**Assignment**
Retype exactly the lines that run from the line with "row with id" to the final line of the entries, keeping both ends and nothing else.

**Task data**

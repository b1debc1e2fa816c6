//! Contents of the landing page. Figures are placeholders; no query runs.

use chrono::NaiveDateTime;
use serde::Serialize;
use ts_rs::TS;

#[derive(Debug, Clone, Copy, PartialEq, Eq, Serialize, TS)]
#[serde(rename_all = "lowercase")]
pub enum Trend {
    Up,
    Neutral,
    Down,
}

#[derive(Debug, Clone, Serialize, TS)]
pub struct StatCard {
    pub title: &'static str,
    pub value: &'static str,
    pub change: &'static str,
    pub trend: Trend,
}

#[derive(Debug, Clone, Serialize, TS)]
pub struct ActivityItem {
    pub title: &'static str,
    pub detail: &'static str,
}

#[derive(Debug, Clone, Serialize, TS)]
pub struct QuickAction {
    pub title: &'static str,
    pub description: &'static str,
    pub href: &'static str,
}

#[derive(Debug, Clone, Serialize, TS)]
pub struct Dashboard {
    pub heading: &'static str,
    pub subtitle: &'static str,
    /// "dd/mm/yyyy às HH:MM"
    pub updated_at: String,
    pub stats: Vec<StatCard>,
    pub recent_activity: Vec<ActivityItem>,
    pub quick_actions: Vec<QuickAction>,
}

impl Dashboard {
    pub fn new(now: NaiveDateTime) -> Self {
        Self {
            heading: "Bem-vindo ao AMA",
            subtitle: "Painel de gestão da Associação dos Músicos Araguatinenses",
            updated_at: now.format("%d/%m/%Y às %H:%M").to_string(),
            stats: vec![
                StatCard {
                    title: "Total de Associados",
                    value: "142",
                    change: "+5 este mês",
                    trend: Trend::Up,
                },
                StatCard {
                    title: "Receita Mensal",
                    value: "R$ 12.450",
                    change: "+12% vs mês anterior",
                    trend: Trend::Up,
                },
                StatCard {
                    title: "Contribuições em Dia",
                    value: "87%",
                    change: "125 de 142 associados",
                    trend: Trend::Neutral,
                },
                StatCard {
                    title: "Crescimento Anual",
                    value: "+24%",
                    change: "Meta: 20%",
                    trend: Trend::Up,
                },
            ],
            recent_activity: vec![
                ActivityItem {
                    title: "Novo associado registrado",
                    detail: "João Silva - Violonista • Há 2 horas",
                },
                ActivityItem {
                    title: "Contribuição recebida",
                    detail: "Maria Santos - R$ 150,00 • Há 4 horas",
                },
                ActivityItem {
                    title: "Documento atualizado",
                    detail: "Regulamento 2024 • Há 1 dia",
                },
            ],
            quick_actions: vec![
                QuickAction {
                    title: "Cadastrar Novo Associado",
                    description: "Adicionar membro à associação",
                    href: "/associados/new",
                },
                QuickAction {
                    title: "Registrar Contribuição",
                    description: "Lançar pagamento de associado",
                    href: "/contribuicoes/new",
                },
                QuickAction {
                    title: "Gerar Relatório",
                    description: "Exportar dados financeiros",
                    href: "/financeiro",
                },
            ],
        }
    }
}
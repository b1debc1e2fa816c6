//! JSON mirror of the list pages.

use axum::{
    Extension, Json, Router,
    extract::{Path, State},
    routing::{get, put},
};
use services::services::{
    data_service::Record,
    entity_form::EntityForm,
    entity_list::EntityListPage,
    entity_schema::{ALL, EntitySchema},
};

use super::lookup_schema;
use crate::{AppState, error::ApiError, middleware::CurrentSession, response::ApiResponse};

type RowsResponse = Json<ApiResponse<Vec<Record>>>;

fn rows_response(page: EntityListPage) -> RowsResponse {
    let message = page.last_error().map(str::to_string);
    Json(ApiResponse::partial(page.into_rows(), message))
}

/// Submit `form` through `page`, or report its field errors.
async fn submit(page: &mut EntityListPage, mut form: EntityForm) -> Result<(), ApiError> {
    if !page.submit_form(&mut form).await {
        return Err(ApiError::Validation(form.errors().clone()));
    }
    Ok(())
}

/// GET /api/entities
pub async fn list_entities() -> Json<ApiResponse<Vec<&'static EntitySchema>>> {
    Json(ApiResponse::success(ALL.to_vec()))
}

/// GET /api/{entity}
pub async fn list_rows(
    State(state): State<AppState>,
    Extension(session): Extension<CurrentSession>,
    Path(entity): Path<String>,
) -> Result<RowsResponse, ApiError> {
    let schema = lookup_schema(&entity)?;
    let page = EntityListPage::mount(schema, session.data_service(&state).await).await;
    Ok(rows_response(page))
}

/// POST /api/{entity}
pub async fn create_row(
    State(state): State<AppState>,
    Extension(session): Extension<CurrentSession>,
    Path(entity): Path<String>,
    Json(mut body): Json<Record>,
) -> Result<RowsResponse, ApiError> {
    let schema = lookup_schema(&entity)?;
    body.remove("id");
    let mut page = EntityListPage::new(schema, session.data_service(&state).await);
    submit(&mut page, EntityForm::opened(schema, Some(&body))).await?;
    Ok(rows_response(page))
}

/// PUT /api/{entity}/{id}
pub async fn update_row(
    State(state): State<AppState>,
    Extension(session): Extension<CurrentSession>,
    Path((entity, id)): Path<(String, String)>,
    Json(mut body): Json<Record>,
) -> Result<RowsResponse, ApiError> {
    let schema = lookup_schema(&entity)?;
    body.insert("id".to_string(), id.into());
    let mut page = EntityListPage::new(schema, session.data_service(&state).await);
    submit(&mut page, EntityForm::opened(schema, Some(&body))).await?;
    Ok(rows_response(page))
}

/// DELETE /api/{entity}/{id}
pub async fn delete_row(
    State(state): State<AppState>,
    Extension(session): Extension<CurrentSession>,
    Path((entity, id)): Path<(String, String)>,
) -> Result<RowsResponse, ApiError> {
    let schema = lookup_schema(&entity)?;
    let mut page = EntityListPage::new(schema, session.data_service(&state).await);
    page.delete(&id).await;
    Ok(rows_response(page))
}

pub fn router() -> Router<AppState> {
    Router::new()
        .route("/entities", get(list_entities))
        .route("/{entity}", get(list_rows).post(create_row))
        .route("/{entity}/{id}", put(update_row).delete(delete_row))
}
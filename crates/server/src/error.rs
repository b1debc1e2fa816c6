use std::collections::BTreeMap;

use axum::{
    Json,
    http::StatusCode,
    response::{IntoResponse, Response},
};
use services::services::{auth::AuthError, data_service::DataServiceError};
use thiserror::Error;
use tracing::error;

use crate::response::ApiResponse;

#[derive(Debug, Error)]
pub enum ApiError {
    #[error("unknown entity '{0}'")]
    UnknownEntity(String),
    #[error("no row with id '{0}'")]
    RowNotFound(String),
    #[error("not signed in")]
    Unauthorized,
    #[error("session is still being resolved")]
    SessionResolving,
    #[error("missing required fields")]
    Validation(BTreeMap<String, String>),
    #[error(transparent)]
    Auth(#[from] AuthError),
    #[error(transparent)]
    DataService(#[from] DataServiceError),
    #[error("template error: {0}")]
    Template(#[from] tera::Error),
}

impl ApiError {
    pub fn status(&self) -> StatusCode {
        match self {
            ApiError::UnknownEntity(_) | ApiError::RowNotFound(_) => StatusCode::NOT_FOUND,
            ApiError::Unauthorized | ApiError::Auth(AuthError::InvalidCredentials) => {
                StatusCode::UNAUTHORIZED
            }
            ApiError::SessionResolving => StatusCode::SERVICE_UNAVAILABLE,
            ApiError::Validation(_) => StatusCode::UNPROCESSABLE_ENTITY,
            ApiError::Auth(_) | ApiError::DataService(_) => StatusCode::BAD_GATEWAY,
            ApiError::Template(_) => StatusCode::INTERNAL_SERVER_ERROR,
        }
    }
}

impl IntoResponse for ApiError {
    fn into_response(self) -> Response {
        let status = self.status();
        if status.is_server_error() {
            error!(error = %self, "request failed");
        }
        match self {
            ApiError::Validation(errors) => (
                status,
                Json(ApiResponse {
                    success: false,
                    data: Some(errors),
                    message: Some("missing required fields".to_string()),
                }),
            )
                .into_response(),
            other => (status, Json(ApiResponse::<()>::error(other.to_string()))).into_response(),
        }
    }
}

**Your response**
    #[error("no row with id '{0}'")]
    RowNotFound(String),
    #[error("not signed in")]
    Unauthorized,
    #[error("session is still being resolved")]
    SessionResolving,
    #[error("missing required fields")]
    Validation(BTreeMap<String, String>),
    #[error(transparent)]
    Auth(#[from] AuthError),
    #[error(transparent)]
    DataService(#[from] DataServiceError),
    #[error("template error: {0}")]
    Template(#[from] tera::Error),
}

impl ApiError {
    pub fn status(&self) -> StatusCode {
        match self {
            ApiError::UnknownEntity(_) | ApiError::RowNotFound(_) => StatusCode::NOT_FOUND,
            ApiError::Unauthorized | ApiError::Auth(AuthError::InvalidCredentials) => {
                StatusCode::UNAUTHORIZED
            }
            ApiError::SessionResolving => StatusCode::SERVICE_UNAVAILABLE,
            ApiError::Validation(_) => StatusCode::UNPROCESSABLE_ENTITY,
            ApiError::Auth(_) | ApiError::DataService(_) => StatusCode::BAD_GATEWAY,
            ApiError::Template(_) => StatusCode::INTERNAL_SERVER_ERROR,
        }
    }
}

impl IntoResponse for ApiError {
    fn into_response(self) -> Response {
        let status = self.status();
        if status.is_server_error() {
            error!(error = %self, "request failed");
        }
        match self {
            ApiError::Validation(errors) => (
                status,
                Json(ApiResponse {
                    success: false,
                    data: Some(errors),
                    message: Some("missing required fields".to_string()),
                }),
            )
                .into_response(),
            other => (status, Json(ApiResponse::<()>::error(other.to_string()))).into_response(),
        }
    }
}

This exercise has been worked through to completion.